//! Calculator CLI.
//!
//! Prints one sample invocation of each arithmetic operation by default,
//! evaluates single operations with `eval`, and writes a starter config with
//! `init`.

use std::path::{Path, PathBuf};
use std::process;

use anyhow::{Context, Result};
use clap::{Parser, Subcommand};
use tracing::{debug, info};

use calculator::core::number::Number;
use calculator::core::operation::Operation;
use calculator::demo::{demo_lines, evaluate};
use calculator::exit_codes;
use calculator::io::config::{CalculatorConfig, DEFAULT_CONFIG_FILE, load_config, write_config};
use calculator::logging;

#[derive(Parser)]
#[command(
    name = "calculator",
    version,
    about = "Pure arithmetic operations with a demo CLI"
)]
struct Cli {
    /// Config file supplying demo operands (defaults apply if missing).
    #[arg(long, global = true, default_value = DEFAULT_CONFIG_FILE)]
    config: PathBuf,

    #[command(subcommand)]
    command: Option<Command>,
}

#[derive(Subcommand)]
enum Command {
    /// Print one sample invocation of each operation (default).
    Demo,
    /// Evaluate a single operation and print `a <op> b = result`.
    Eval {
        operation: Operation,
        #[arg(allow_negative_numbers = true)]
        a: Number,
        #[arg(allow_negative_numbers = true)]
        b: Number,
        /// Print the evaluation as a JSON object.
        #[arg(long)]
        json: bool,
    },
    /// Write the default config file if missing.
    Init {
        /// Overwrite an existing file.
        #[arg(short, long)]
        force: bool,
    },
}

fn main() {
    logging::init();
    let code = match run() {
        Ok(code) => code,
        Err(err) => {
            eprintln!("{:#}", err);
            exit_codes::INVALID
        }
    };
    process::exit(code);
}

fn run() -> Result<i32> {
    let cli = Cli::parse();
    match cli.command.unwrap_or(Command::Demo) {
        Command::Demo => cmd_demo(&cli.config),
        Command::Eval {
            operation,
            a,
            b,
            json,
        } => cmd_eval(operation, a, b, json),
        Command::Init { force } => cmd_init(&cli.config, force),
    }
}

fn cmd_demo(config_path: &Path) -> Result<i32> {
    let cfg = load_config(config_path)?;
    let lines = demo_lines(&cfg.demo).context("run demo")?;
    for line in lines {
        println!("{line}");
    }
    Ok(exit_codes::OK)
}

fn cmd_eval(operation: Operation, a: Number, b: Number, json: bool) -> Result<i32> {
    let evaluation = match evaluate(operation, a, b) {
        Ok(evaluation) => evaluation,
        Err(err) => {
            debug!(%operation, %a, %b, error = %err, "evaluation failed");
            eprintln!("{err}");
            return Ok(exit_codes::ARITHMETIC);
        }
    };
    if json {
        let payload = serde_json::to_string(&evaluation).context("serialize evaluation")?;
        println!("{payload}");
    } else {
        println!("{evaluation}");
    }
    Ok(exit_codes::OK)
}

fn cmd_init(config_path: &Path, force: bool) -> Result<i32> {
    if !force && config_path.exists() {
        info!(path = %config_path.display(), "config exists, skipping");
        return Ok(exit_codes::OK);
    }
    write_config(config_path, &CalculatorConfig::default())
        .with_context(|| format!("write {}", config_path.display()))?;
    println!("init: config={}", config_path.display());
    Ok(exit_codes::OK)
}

______________________________

Review the material and copy each line in which the word "long" appears.

    #[arg(long, global = true, default_value = DEFAULT_CONFIG_FILE)]
        #[arg(long)]
        #[arg(short, long)]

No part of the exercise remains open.